THE DRUMMER THE GODFATHER MEANT WHEN HE SAID GIVE THE DRUMMER SOME (Clyde Stubblefield, R.I.P.)

If “copyright” meant anything, Clyde Stubblefield, who left James Brown’s band in the early seventies and, despite steady work when he wanted it, never had another high profile gig until he went to the place where all wrongs are righted this weekend, would have died richer than Bill Gates. His drum solos were literally the foundation stone of rap and hip-hop’s sampled “breaks”–not just of hundreds of actual songs, but the idea itself. They don’t need me to speak for them. They can speak for themselves, just like they’ve been doing, in some groove or other, for half a century and counting.

 

SMOKEY GETS HIS DUE….FROM HIMSELF (Found in the Connection: Rattling Loose End #98)

A few days ago I caught the replay of last year’s Gershwin Award ceremony. This year’s honoree was Smokey Robinson. We’ll leave aside that he was the ninth recipient. I don’t want to get into the mindset that found eight people more deserving of an award devoted to recognizing of excellence in popular songwriting.

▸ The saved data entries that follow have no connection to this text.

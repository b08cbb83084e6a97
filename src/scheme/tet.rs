//! Tetrahedral scheme: Bey's red refinement of the six Kuhn tetrahedra of a
//! cube cell, ordered by the tetrahedral Morton index.
//!
//! Only faces on the boundary of the root tetrahedron have a tree face and a
//! boundary triangle; interior faces report
//! [`SchemeError::FaceNotOnRootBoundary`](crate::scheme_error::SchemeError::FaceNotOnRootBoundary).

use crate::bits::tet;
use crate::config::SchemeConfig;
use crate::eclass::ElementClass;
use crate::element::{TetElement, TriElement};
use crate::pool::ElementPool;

use super::{ElementScheme, TreeElement};

impl TreeElement for TetElement {
    type Face = TriElement;

    const CLASS: ElementClass = ElementClass::Tetrahedron;
    const MAXLEVEL: u8 = TetElement::MAXLEVEL;

    fn level(&self) -> u8 {
        self.level
    }

    fn parent(&self) -> Self {
        tet::parent(self)
    }

    fn child(&self, child_id: usize) -> Self {
        tet::child(self, child_id)
    }

    fn child_id(&self) -> usize {
        tet::child_id(self)
    }

    fn ancestor(&self, level: u8) -> Self {
        tet::ancestor(self, level)
    }

    fn linear_id(&self, level: u8) -> u64 {
        tet::linear_id(self, level)
    }

    fn from_linear_id(level: u8, id: u64) -> Self {
        tet::from_linear_id(level, id)
    }

    fn first_descendant(&self, level: u8) -> Self {
        tet::first_descendant(self, level)
    }

    fn last_descendant(&self, level: u8) -> Self {
        tet::last_descendant(self, level)
    }

    fn nearest_common_ancestor(&self, other: &Self) -> Self {
        tet::nearest_common_ancestor(self, other)
    }

    fn anchor(&self) -> [i32; 3] {
        [self.x, self.y, self.z]
    }

    fn vertex(&self, vertex: usize) -> [i32; 3] {
        tet::vertex(self, vertex)
    }

    fn root_face(&self, face: usize) -> Option<usize> {
        tet::root_face(self, face)
    }

    fn face_element(&self, face: usize, root_face: usize) -> TriElement {
        tet::boundary_face(self, face, root_face)
    }

    fn extrude(face: &TriElement, root_face: usize) -> Self {
        tet::extrude(face, root_face)
    }
}

/// Element scheme for tetrahedra.
#[derive(Debug, Clone)]
pub struct TetScheme {
    pool: ElementPool<TetElement>,
}

impl TetScheme {
    pub fn new(config: &SchemeConfig) -> Self {
        Self {
            pool: ElementPool::new(ElementClass::Tetrahedron, config),
        }
    }
}

impl Default for TetScheme {
    fn default() -> Self {
        Self::new(&SchemeConfig::default())
    }
}

impl ElementScheme for TetScheme {
    type Element = TetElement;

    fn pool(&self) -> &ElementPool<TetElement> {
        &self.pool
    }

    fn pool_mut(&mut self) -> &mut ElementPool<TetElement> {
        &mut self.pool
    }
}
use std::hash::{Hash, Hasher};

use bytemuck::{Pod, Zeroable};
use serde::{Deserialize, Serialize};

use crate::bits::cube::QuadCoord;
use crate::debug_invariants::DebugInvariants;
use crate::eclass::ElementClass;
use crate::scheme_error::SchemeError;

/// Diagnostic record of the higher-dimensional face a quadrant lives on.
///
/// `dim == 3` means the quadrant was extracted from the face of a hexahedron
/// with outward axis `normal` at coordinate `coord`, in quadrant units;
/// `dim == 2` marks a free-standing quadrant. The surround is never part of
/// the address.
#[repr(C)]
#[derive(
    Clone, Copy, Debug, Default, PartialEq, Eq, Hash, Pod, Zeroable, Serialize, Deserialize,
)]
pub struct Surround {
    pub dim: i8,
    pub normal: i8,
    #[serde(skip)]
    pad: [u8; 2],
    pub coord: i32,
}

impl Surround {
    /// Nothing recorded (zeroed records).
    pub const UNSET: Surround = Surround {
        dim: 0,
        normal: 0,
        pad: [0; 2],
        coord: 0,
    };
    /// A quadrant of a two-dimensional tree.
    pub const PLANAR: Surround = Surround {
        dim: 2,
        normal: 0,
        pad: [0; 2],
        coord: 0,
    };

    /// A quadrant on the face of a hexahedron with outward axis `normal`.
    pub const fn embedded(normal: i8, coord: i32) -> Self {
        Surround {
            dim: 3,
            normal,
            pad: [0; 2],
            coord,
        }
    }

    /// Whether two surrounds describe the same embedding.
    pub fn matches(&self, other: &Surround) -> bool {
        self.dim == other.dim
            && (self.dim != 3 || (self.normal == other.normal && self.coord == other.coord))
    }
}

/// A quadrant: anchor `(x, y)` at finest resolution, refinement level, and
/// the diagnostic [`Surround`].
///
/// Equality and hashing only look at `(x, y, level)`.
#[repr(C)]
#[derive(Clone, Copy, Debug, Pod, Zeroable, Serialize, Deserialize)]
pub struct QuadElement {
    pub x: i32,
    pub y: i32,
    pub level: u8,
    #[serde(skip)]
    pad: [u8; 3],
    pub surround: Surround,
}

impl QuadElement {
    pub const MAXLEVEL: u8 = 30;
    pub const ROOT_LEN: i32 = 1 << Self::MAXLEVEL;

    pub const fn new(x: i32, y: i32, level: u8) -> Self {
        Self::with_surround(x, y, level, Surround::PLANAR)
    }

    pub const fn with_surround(x: i32, y: i32, level: u8, surround: Surround) -> Self {
        Self {
            x,
            y,
            level,
            pad: [0; 3],
            surround,
        }
    }

    pub const fn root() -> Self {
        Self::new(0, 0, 0)
    }

    pub(crate) fn coord(&self) -> QuadCoord {
        QuadCoord {
            coords: [self.x, self.y],
            level: self.level,
        }
    }

    /// Builds a record from a coordinate, keeping `surround`.
    pub(crate) fn from_coord(c: QuadCoord, surround: Surround) -> Self {
        Self::with_surround(c.coords[0], c.coords[1], c.level, surround)
    }
}

impl Default for QuadElement {
    fn default() -> Self {
        Self::root()
    }
}

impl PartialEq for QuadElement {
    fn eq(&self, other: &Self) -> bool {
        self.x == other.x && self.y == other.y && self.level == other.level
    }
}

impl Eq for QuadElement {}

impl Hash for QuadElement {
    fn hash<H: Hasher>(&self, state: &mut H) {
        (self.x, self.y, self.level).hash(state);
    }
}

impl DebugInvariants for QuadElement {
    fn validate_invariants(&self) -> Result<(), SchemeError> {
        super::validate_anchor(
            ElementClass::Quadrilateral,
            &[self.x, self.y],
            self.level,
            Self::MAXLEVEL,
        )
    }
}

Let’s just talk about the show.

I caught it a few minutes in. For what seemed like the next seven hours or so, I listened to a bunch of contemporary artists killing it.

Literally.

One after another, they dragged out the Greatest Living Poet’s signature tunes and ritually stomped them to death right there in front of God, Smokey and everybody. By the time CeeLo Green closed down that portion of the program, he sounded like a genius just by failing to embarrass himself.

Then Smokey’s best friend, Berry Gordy, gave a nice, short speech.

When he finished I was left seriously wondering if even Smokey–who I wasn’t sure was going to sing–could redeem the hour those other fools had stolen from my life.

What was remarkable was not that he managed it–I have learned to expect miracles from him–but that he did so even before he sang a note. By the time he finished his speech, I didn’t even think he needed to sing.

Of course, that idea only lasted until he started singing. After a luminous “Being With You” he took on “Love is Here to Stay” and proved the heartfelt tribute he linked to his childhood memories of hearing Gershwin tunes growing up in a now-vanished upwardly mobile black Detroit was not confined to words.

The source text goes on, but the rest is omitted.